About this exercise
Where a line below contains "PlanSettings", count it. Reply with the total only.

___ Excerpted data ___

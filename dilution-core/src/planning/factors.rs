use crate::error::DilutionError;
use crate::tables::DOSE_TABLE;
use dilution_schemas::{
    dose_table::{DoseTable, STOCK_COLUMN},
    level_matrix::DilutionFactorMatrix,
};

/// Ratio of each level's concentration to the next more concentrated one, the last
/// level being compared with the stock.
///
/// Columns are taken in table order; nothing is re-sorted. Levels the drug does not
/// prepare get no factor.
pub fn build_dilution_factors(table: &DoseTable) -> Result<DilutionFactorMatrix, DilutionError> {
    let num_levels = table.num_levels();
    let mut cells = Vec::with_capacity(table.drugs.len());

    for (drug_index, drug) in table.drugs.iter().enumerate() {
        let row = &table.concentrations[drug_index];
        let stock = table.stocks[drug_index];
        let mut factors = Vec::with_capacity(num_levels);

        for column in 0..num_levels {
            let Some(concentration) = row[column] else {
                factors.push(None);
                continue;
            };
            let (next, next_label) = match row.get(column + 1) {
                Some(next) => (*next, table.level_labels[column + 1].as_str()),
                None => (Some(stock), STOCK_COLUMN),
            };
            let next = next.ok_or_else(|| {
                DilutionError::malformed(
                    DOSE_TABLE,
                    format!("row '{}', column '{}'", drug, next_label),
                    "level is empty but a less concentrated level is prepared",
                )
            })?;

            let factor = concentration / next;
            if !factor.is_finite() || factor <= 0.0 || factor > 1.0 {
                return Err(DilutionError::arithmetic(
                    drug,
                    &table.level_labels[column],
                    format!(
                        "dilution factor {} towards '{}' is outside (0, 1]",
                        factor, next_label
                    ),
                ));
            }
            factors.push(Some(factor));
        }
        cells.push(factors);
    }

    Ok(DilutionFactorMatrix {
        drugs: table.drugs.clone(),
        levels: (1..=num_levels as u32).collect(),
        cells,
    })
}
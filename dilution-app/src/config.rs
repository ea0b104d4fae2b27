use anyhow::{Context, Result};
use clap::Parser;
use dilution_schemas::{file_formats::SettingsFile, settings::PlanSettings};
use std::fs;

/// Plans the serial dilutions needed to pipette every mixture of a drug-combination assay.
#[derive(Debug, Parser)]
#[command(name = "dilution-planner", version)]
pub struct Cli {
    /// Number of replicates of every mixture
    pub replicates: u32,

    /// Volume of a single assay well
    pub assay_volume: f64,

    /// CSV of coded dose levels, drugs as rows and mixtures as columns
    pub mixing_matrix: String,

    /// CSV of real concentrations per coded dose level, ending with a `Stock` column
    pub dose_table: String,

    /// Separate `drug,Stock` CSV, for dose tables without a `Stock` column
    #[arg(long)]
    pub stocks: Option<String>,

    /// YAML file with the buffer volume and safety margin
    #[arg(long)]
    pub settings: Option<String>,

    /// Extra volume prepared for every dose level (overrides the settings file)
    #[arg(long)]
    pub buffer_volume: Option<f64>,

    /// Fraction added to the per-well volume, e.g. 0.1 (overrides the settings file)
    #[arg(long)]
    pub safety_margin: Option<f64>,

    /// Directory in which a timestamped run directory is created
    #[arg(long, default_value = "./runs")]
    pub output_dir: String,

    /// Skip rendering the PNG charts
    #[arg(long)]
    pub no_plots: bool,
}

/// Loads planning settings from a YAML settings file.
pub fn load_settings(path: &str) -> Result<PlanSettings> {
    let content = fs::read_to_string(path)
        .with_context(|| format!("Failed to read settings file: {}", path))?;
    let file: SettingsFile = serde_yaml::from_str(&content)
        .with_context(|| format!("Failed to parse YAML from {}", path))?;
    Ok(file.settings)
}

/// Defaults, then the settings file, then command-line overrides.
pub fn resolve_settings(cli: &Cli) -> Result<PlanSettings> {
    let mut settings = match &cli.settings {
        Some(path) => load_settings(path)?,
        None => PlanSettings::default(),
    };
    if let Some(buffer_volume) = cli.buffer_volume {
        settings.buffer_volume = buffer_volume;
    }
    if let Some(safety_margin) = cli.safety_margin {
        settings.safety_margin = safety_margin;
    }
    Ok(settings)
}

#[cfg(test)]
mod tests {
    use super::*;

    #[test]
    fn test_positional_arguments() {
        let cli =
            Cli::try_parse_from(["dilution-planner", "3", "200", "mix.csv", "doses.csv"]).unwrap();
        assert_eq!(cli.replicates, 3);
        assert_eq!(cli.assay_volume, 200.0);
        assert_eq!(cli.mixing_matrix, "mix.csv");
        assert_eq!(cli.dose_table, "doses.csv");
        assert_eq!(cli.output_dir, "./runs");
        assert!(cli.stocks.is_none());
        assert!(!cli.no_plots);
    }

    #[test]
    fn test_missing_dose_table_is_rejected() {
        assert!(Cli::try_parse_from(["dilution-planner", "3", "200", "mix.csv"]).is_err());
    }

    #[test]
    fn test_non_numeric_replicates_are_rejected() {
        let args = ["dilution-planner", "three", "200", "mix.csv", "doses.csv"];
        assert!(Cli::try_parse_from(args).is_err());
    }

    #[test]
    fn test_overrides_win_over_defaults() {
        let cli = Cli::try_parse_from([
            "dilution-planner",
            "1",
            "100",
            "mix.csv",
            "doses.csv",
            "--buffer-volume",
            "20",
            "--stocks",
            "stocks.csv",
        ])
        .unwrap();
        let settings = resolve_settings(&cli).unwrap();
        assert_eq!(settings.buffer_volume, 20.0);
        assert_eq!(settings.safety_margin, PlanSettings::default().safety_margin);
        assert_eq!(cli.stocks.as_deref(), Some("stocks.csv"));
    }

    #[test]
    fn test_settings_file_fills_missing_fields_with_defaults() {
        let yaml = "schema_version: \"1\"\nsettings:\n  buffer_volume: 75\n";
        let file: SettingsFile = serde_yaml::from_str(yaml).unwrap();
        assert_eq!(file.settings.buffer_volume, 75.0);
        assert_eq!(file.settings.safety_margin, 0.10);
    }
}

___

Response area
5